A healthy, well-positioned wisdom tooth will erupt (sprout) vertically or horizontally, with the biting surface congruent with its opposite number in the opposing jaw line. Unfortunately, a normal placement doesn’t always happen. Wisdom teeth may sprout at an angle, sometimes of considerable severity. Not only does this mean they aren’t fit for purpose, any attempt at biting down on them puts pressure on the side of the tooth and ultimate the gum and underlying jaw tissue. In the medium term this causes discomfort and also increases the chances of subsequent decay.
Because all the other teeth are already in position when the wisdom teeth (also known as third molars) come through, there may not always be room for them to erupt. This means they push on adjacent teeth, or may start to cause unwanted pressure on the gum. Not only can this lead to inflammation and pain, impacted wisdom teeth can also begin to weaken adjacent molars by pushing against them, spoiling their alignment and leading to greater problems as time goes on.
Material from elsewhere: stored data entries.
//! Core domain types shared across the workspace.

use chrono::{DateTime, NaiveDate, Utc};
use serde::{Deserialize, Serialize};
use uuid::Uuid;

/// Checkpoint status while a run is walking the keyword list.
pub const PROGRESS_STATUS_COLLECTING: &str = "collecting";

/// Time filter passed to the scraping provider.
///
/// The provider encodes this as `note_time` in the search request body:
/// `0` unbounded, `1` one day, `2` one week, `3` six months.
#[derive(Debug, Clone, Copy, PartialEq, Eq, Serialize, Deserialize, Default)]
#[serde(rename_all = "snake_case")]
pub enum TimeWindow {
    Unbounded,
    OneDay,
    #[default]
    OneWeek,
    SixMonths,
}

impl TimeWindow {
    /// Wire code used by the provider API.
    #[must_use]
    pub fn code(self) -> u8 {
        match self {
            TimeWindow::Unbounded => 0,
            TimeWindow::OneDay => 1,
            TimeWindow::OneWeek => 2,
            TimeWindow::SixMonths => 3,
        }
    }

    /// Parses a provider wire code; unknown codes fall back to the default
    /// one-week window.
    #[must_use]
    pub fn from_code(code: u8) -> Self {
        match code {
            0 => TimeWindow::Unbounded,
            1 => TimeWindow::OneDay,
            3 => TimeWindow::SixMonths,
            _ => TimeWindow::OneWeek,
        }
    }
}

/// Sentiment label derived from a score in `[0, 1]`.
#[derive(Debug, Clone, Copy, PartialEq, Eq, Serialize, Deserialize)]
#[serde(rename_all = "kebab-case")]
pub enum SentimentLabel {
    Positive,
    LeanPositive,
    Neutral,
    LeanNegative,
    Negative,
}

impl SentimentLabel {
    /// Maps a score to its label band.
    #[must_use]
    pub fn from_score(score: f64) -> Self {
        if score >= 0.7 {
            SentimentLabel::Positive
        } else if score >= 0.6 {
            SentimentLabel::LeanPositive
        } else if score >= 0.4 {
            SentimentLabel::Neutral
        } else if score >= 0.3 {
            SentimentLabel::LeanNegative
        } else {
            SentimentLabel::Negative
        }
    }

    #[must_use]
    pub fn as_str(self) -> &'static str {
        match self {
            SentimentLabel::Positive => "positive",
            SentimentLabel::LeanPositive => "lean-positive",
            SentimentLabel::Neutral => "neutral",
            SentimentLabel::LeanNegative => "lean-negative",
            SentimentLabel::Negative => "negative",
        }
    }
}

impl std::fmt::Display for SentimentLabel {
    fn fmt(&self, f: &mut std::fmt::Formatter<'_>) -> std::fmt::Result {
        f.write_str(self.as_str())
    }
}

/// A scored social-media post, immutable once persisted.
///
/// `id` is the provider-assigned identifier and the storage key; persisting
/// the same id again upserts rather than duplicates.
#[derive(Debug, Clone, Serialize, Deserialize)]
pub struct Post {
    pub id: String,
    pub title: String,
    pub body: String,
    pub author: String,
    pub source_url: String,
    pub keyword: String,
    pub sentiment_score: f64,
    pub sentiment_label: SentimentLabel,
    pub like_count: i64,
    pub published_at: DateTime<Utc>,
}

/// Pipeline position persisted between keywords so an interrupted run can
/// resume within the session window.
///
/// Exactly one progress record exists at a time; `current_index` is always
/// `< total_keywords` while `status` is `"collecting"`.
#[derive(Debug, Clone, Serialize, Deserialize)]
pub struct CollectionProgress {
    pub session_id: Uuid,
    pub current_index: usize,
    pub total_keywords: usize,
    pub current_keyword: String,
    pub started_at: DateTime<Utc>,
    pub updated_at: DateTime<Utc>,
    pub status: String,
}

/// Per-keyword slice of a daily report.
#[derive(Debug, Clone, PartialEq, Serialize, Deserialize)]
pub struct KeywordSummary {
    pub keyword: String,
    pub total_posts: i64,
    pub positive_count: i64,
    pub negative_count: i64,
    pub avg_sentiment: f64,
}

/// Daily rollup, generated once per calendar day (write-once).
#[derive(Debug, Clone, Serialize, Deserialize)]
pub struct DailyReport {
    pub report_date: NaiveDate,
    pub total_posts: i64,
    pub positive_count: i64,
    pub neutral_count: i64,
    pub negative_count: i64,
    pub avg_sentiment: f64,
    pub keyword_summary: Vec<KeywordSummary>,
    pub top_negative_posts: Vec<Post>,
}

#[cfg(test)]
mod tests {
    use super::*;

    #[test]
    fn time_window_codes_round_trip() {
        for w in [
            TimeWindow::Unbounded,
            TimeWindow::OneDay,
            TimeWindow::OneWeek,
            TimeWindow::SixMonths,
        ] {
            assert_eq!(TimeWindow::from_code(w.code()), w);
        }
    }

    #[test]
    fn unknown_time_window_code_defaults_to_one_week() {
        assert_eq!(TimeWindow::from_code(42), TimeWindow::OneWeek);
    }

    #[test]
    fn label_band_boundaries() {
        assert_eq!(SentimentLabel::from_score(1.0), SentimentLabel::Positive);
        assert_eq!(SentimentLabel::from_score(0.7), SentimentLabel::Positive);
        assert_eq!(
            SentimentLabel::from_score(0.65),
            SentimentLabel::LeanPositive
        );
        assert_eq!(SentimentLabel::from_score(0.5), SentimentLabel::Neutral);
        assert_eq!(SentimentLabel::from_score(0.4), SentimentLabel::Neutral);
        assert_eq!(
            SentimentLabel::from_score(0.35),
            SentimentLabel::LeanNegative
        );
        assert_eq!(SentimentLabel::from_score(0.0), SentimentLabel::Negative);
    }

    #[test]
    fn label_serializes_kebab_case() {
        let json = serde_json::to_string(&SentimentLabel::LeanNegative).unwrap();
        assert_eq!(json, "\"lean-negative\"");
    }
}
Wisdom teeth are in a position which makes thorough brushing and flossing a challenge. What this means is that it’s easy for plaque to build up, providing the nutrition bacteria need to thrive. As a result, wisdom teeth are particularly prone to decay. This can cause a variety of problems, from bad breath and pain through to gum degeneration and even problems with the jaw bone. Prompt diagnosis and treatment are needed to prevent the issue from getting worse.
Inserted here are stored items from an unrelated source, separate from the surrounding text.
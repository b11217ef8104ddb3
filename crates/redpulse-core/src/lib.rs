//! Shared domain types and application configuration for Redpulse.
//!
//! Everything in this crate is I/O-free: domain structs, the time-window
//! vocabulary shared between the scraper and the config store, and the
//! env-driven [`AppConfig`] constructed once at process start.

pub mod app_config;
pub mod config;
pub mod types;

use thiserror::Error;

pub use app_config::{AppConfig, Environment};
pub use config::{load_app_config, load_app_config_from_env};
pub use types::{
    CollectionProgress, DailyReport, KeywordSummary, Post, SentimentLabel, TimeWindow,
    PROGRESS_STATUS_COLLECTING,
};

#[derive(Debug, Error)]
pub enum ConfigError {
    #[error("missing required environment variable: {0}")]
    MissingEnvVar(String),

    #[error("invalid value for environment variable {var}: {reason}")]
    InvalidEnvVar { var: String, reason: String },
}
Wisdom teeth are big teeth and sometimes there just isn’t room in the mouth for them! Overcrowding can cause other teeth to become misplaced, due to pressure from the wisdom teeth. This can have a knock-on effect on front teeth, causing them to become crooked and often having a bad effect on previous orthodontic treatment. Overcrowding can also cause inflammation, as well as make it harder to keep teeth clean.
Gum, throat and bone infection
If poorly positioned or decayed wisdom teeth remain untreated, individuals are more prone to suffering from gum disease, throat infections or even an infection in the jaw bone. If you notice pain, swelling or an abnormal appearance of any part of the mouth or throat, it’s important to visit your dentist to eliminate wisdom teeth as the cause of the problem.
The best way to avoid problems with wisdom teeth is regular dental check-ups. By reviewing your dental development on a scheduled basis, your dentist can then recommend intervention in a timely manner, if required. Remember, it’s always better to catch problem wisdom teeth early, before the issues they cause become severe.